TASK OBJECTIVE
Scan the listing below and copy each line holding the word "Renders".
☆ ☆ ☆ ☆ ☆
//! Command line interface for the release tool.
//!
//! Parses arguments, builds the [`RuntimeConfig`] and dispatches to the
//! subcommand in [`commands`].

mod args;
pub mod commands;
mod output;

pub use args::{
    Args, CmakeArgs, Command, DeployArgs, RuntimeConfig, SnapshotArgs, SourceIdArgs,
};
pub use output::OutputManager;

use crate::error::{CliError, Result};

/// Main CLI entry point
pub async fn run() -> Result<i32> {
    let args = Args::parse_args();
    args.validate()
        .map_err(|reason| CliError::InvalidArguments { reason })?;

    let config = RuntimeConfig::from(&args);
    commands::execute(&args.command, &config).await
}
//! Publishing staged artifacts.
//!
//! - [`portal`] - release bundles to the Sonatype Central Portal
//! - [`snapshot`] - snapshot artifacts through the Maven deploy plugin

pub mod portal;
pub mod snapshot;

pub use portal::{PORTAL_UPLOAD_URL, PortalClient, PublishingType};
pub use snapshot::{DeployRequest, SNAPSHOT_REPO_URL, SnapshotDeployer, write_settings_xml};
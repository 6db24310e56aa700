//! Version-control queries used for snapshot versioning.
//!
//! All queries take the repository path explicitly and run `git -C <repo>`,
//! so the process working directory is never consulted or changed.

use crate::maven::builder::tool_detection::GIT;
use crate::maven::error::{Context, Result};
use crate::maven::utils::process::run_tool;
use crate::maven::version::{ReleaseVersion, TagVersion};
use std::ffi::OsStr;
use std::path::Path;

/// Most recent tag by committer date.
pub async fn latest_tag(repo: &Path) -> Result<String> {
    let output = run_tool(
        GIT,
        [
            OsStr::new("-C"),
            repo.as_os_str(),
            OsStr::new("tag"),
            OsStr::new("--sort=-committerdate"),
        ],
        None,
    )
    .await?;

    first_line(&output).context(format!("no tags found in {}", repo.display()))
}

/// Abbreviated id of the checked-out commit.
pub async fn short_commit(repo: &Path) -> Result<String> {
    let output = run_tool(
        GIT,
        [
            OsStr::new("-C"),
            repo.as_os_str(),
            OsStr::new("rev-parse"),
            OsStr::new("--short"),
            OsStr::new("HEAD"),
        ],
        None,
    )
    .await?;

    first_line(&output).context(format!("could not read HEAD in {}", repo.display()))
}

/// Snapshot version derived from the latest tag and the current commit.
pub async fn resolve_snapshot_version(repo: &Path) -> Result<ReleaseVersion> {
    let tag = latest_tag(repo).await?;
    log::debug!("latest tag in {}: {}", repo.display(), tag);
    let parsed = TagVersion::parse(&tag)?;
    let commit = short_commit(repo).await?;
    parsed.next_snapshot(Some(&commit))
}

fn first_line(output: &str) -> Option<String> {
    output
        .lines()
        .map(str::trim)
        .find(|line| !line.is_empty())
        .map(String::from)
}
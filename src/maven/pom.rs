//! Project descriptor (POM) generation.
//!
//! The POM is only used for deployment: it carries coordinates and the
//! metadata Maven Central requires, never build instructions.

use crate::maven::error::{ErrorExt, Result};
use crate::maven::version::ReleaseVersion;
use crate::metadata::ProjectMetadata;
use handlebars::Handlebars;
use serde::Serialize;
use std::path::Path;

const POM_TEMPLATE: &str = r#"<?xml version="1.0" encoding="UTF-8"?>
<project>
  <modelVersion>4.0.0</modelVersion>
  <groupId>{{project.group_id}}</groupId>
  <artifactId>{{project.artifact_id}}</artifactId>
  <version>{{version}}</version>
  <packaging>jar</packaging>
  <name>{{project.name}}</name>
  <description>{{project.description}}</description>
  <url>{{project.url}}</url>

  <licenses>
{{#each project.licenses}}
    <license>
      <name>{{name}}</name>
      <url>{{url}}</url>
      <distribution>{{distribution}}</distribution>
    </license>
{{/each}}
  </licenses>

  <developers>
{{#each project.developers}}
    <developer>
      <name>{{name}}</name>
      <email>{{email}}</email>
      <organization>{{organization}}</organization>
      <organizationUrl>{{organization_url}}</organizationUrl>
    </developer>
{{/each}}
  </developers>

  <scm>
    <connection>{{project.scm.connection}}</connection>
    <developerConnection>{{project.scm.developer_connection}}</developerConnection>
    <url>{{project.scm.url}}</url>
  </scm>
</project>
<!-- Note: this cannot be used to build the JDBC driver, it is only used to deploy -->
"#;

#[derive(Serialize)]
struct PomData<'a> {
    project: &'a ProjectMetadata,
    version: &'a str,
}

/// Renders the POM for `project` at `version`.
///
/// Values are XML-escaped.
pub fn render_pom(project: &ProjectMetadata, version: &ReleaseVersion) -> Result<String> {
    let handlebars = Handlebars::new();
    let data = PomData {
        project,
        version: version.as_str(),
    };
    Ok(handlebars.render_template(POM_TEMPLATE, &data)?)
}

/// Renders the POM and writes it to `dest`.
pub async fn write_pom(project: &ProjectMetadata, version: &ReleaseVersion, dest: &Path) -> Result<()> {
    let pom = render_pom(project, version)?;
    tokio::fs::write(dest, pom)
        .await
        .fs_context("writing POM", dest)?;
    log::info!("✓ Wrote {}", dest.display());
    Ok(())
}

#[cfg(test)]
mod tests {
    use super::*;
    use crate::maven::version::TagVersion;

    fn version(tag: &str) -> ReleaseVersion {
        TagVersion::parse(tag).unwrap().release()
    }

    #[test]
    fn pom_carries_coordinates_and_version() {
        let pom = render_pom(&ProjectMetadata::default(), &version("v1.2.3.4")).unwrap();
        assert!(pom.contains("<groupId>org.duckdb</groupId>"));
        assert!(pom.contains("<artifactId>duckdb_jdbc</artifactId>"));
        assert!(pom.contains("<version>1.2.3.4</version>"));
        assert!(pom.contains("<packaging>jar</packaging>"));
        assert!(pom.contains("<name>DuckDB JDBC Driver</name>"));
    }

    #[test]
    fn pom_lists_every_developer_and_license() {
        let pom = render_pom(&ProjectMetadata::default(), &version("v1.2.3.4")).unwrap();
        assert_eq!(pom.matches("<developer>").count(), 2);
        assert_eq!(pom.matches("<license>").count(), 1);
        assert!(pom.contains("<email>hannes@duckdblabs.com</email>"));
        assert!(pom.contains("<distribution>repo</distribution>"));
        assert!(pom.contains("<developerConnection>scm:git:ssh://github.com:duckdb/duckdb-java.git</developerConnection>"));
    }

    #[test]
    fn snapshot_version_is_rendered_verbatim() {
        let snapshot = TagVersion::parse("v1.4.4.0")
            .unwrap()
            .next_snapshot(Some("abc1234"))
            .unwrap();
        let pom = render_pom(&ProjectMetadata::default(), &snapshot).unwrap();
        assert!(pom.contains("<version>1.4.5.0-abc1234-SNAPSHOT</version>"));
    }

    #[test]
    fn markup_in_values_is_escaped() {
        let project = ProjectMetadata {
            description: "Fast <analytical> & embedded".to_string(),
            ..ProjectMetadata::default()
        };
        let pom = render_pom(&project, &version("v1.0.0.0")).unwrap();
        assert!(pom.contains("Fast &lt;analytical&gt; &amp; embedded"));
        assert!(!pom.contains("<analytical>"));
    }

    #[tokio::test]
    async fn write_pom_creates_file() {
        let dir = tempfile::tempdir().unwrap();
        let dest = dir.path().join("duckdb_jdbc-1.2.3.4.pom");
        write_pom(&ProjectMetadata::default(), &version("v1.2.3.4"), &dest)
            .await
            .unwrap();
        assert!(std::fs::read_to_string(dest).unwrap().starts_with("<?xml"));
    }
}
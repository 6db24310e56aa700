//! Javadoc and sources JARs.
//!
//! Javadoc generation is delegated to the JDK's `javadoc` tool; both JARs are
//! then packed directly from the generated tree and the Java source tree.

use crate::maven::archive::{ArchiveKind, pack_tree_async};
use crate::maven::builder::tool_detection::JAVADOC;
use crate::maven::error::{ErrorExt, Result};
use crate::maven::utils::process::run_tool;
use std::ffi::OsStr;
use std::path::{Path, PathBuf};

/// Java package documented by javadoc.
pub const DOCUMENTED_PACKAGE: &str = "org.duckdb";

/// Top-level source directory packed into the sources JAR.
pub const SOURCE_ROOT_PACKAGE: &str = "org";

/// `src/main/java` under the driver checkout.
pub fn java_source_dir(jdbc_root: &Path) -> PathBuf {
    jdbc_root.join("src").join("main").join("java")
}

/// Packs `<jdbc_root>/src/main/java/org` into `dest`.
pub async fn build_sources_jar(jdbc_root: &Path, dest: &Path) -> Result<()> {
    let files = pack_tree_async(
        java_source_dir(jdbc_root),
        Some(PathBuf::from(SOURCE_ROOT_PACKAGE)),
        dest.to_path_buf(),
        ArchiveKind::Jar,
    )
    .await?;
    log::info!("✓ Sources JAR with {} files: {}", files, dest.display());
    Ok(())
}

/// Runs javadoc over the driver sources into a scratch directory and packs the result into `dest`.
pub async fn build_javadoc_jar(jdbc_root: &Path, dest: &Path) -> Result<()> {
    let scratch = tempfile::tempdir().fs_context("creating javadoc directory", std::env::temp_dir())?;
    let source_path = java_source_dir(jdbc_root);

    run_tool(
        JAVADOC,
        [
            OsStr::new("-Xdoclint:-reference"),
            OsStr::new("-d"),
            scratch.path().as_os_str(),
            OsStr::new("-sourcepath"),
            source_path.as_os_str(),
            OsStr::new(DOCUMENTED_PACKAGE),
        ],
        None,
    )
    .await?;

    let files = pack_tree_async(
        scratch.path().to_path_buf(),
        None,
        dest.to_path_buf(),
        ArchiveKind::Jar,
    )
    .await?;
    log::info!("✓ Javadoc JAR with {} files: {}", files, dest.display());
    Ok(())
}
☆ ☆ ☆ ☆ ☆
YOUR SOLUTION
/// Renders the POM for `project` at `version`.
/// Renders the POM and writes it to `dest`.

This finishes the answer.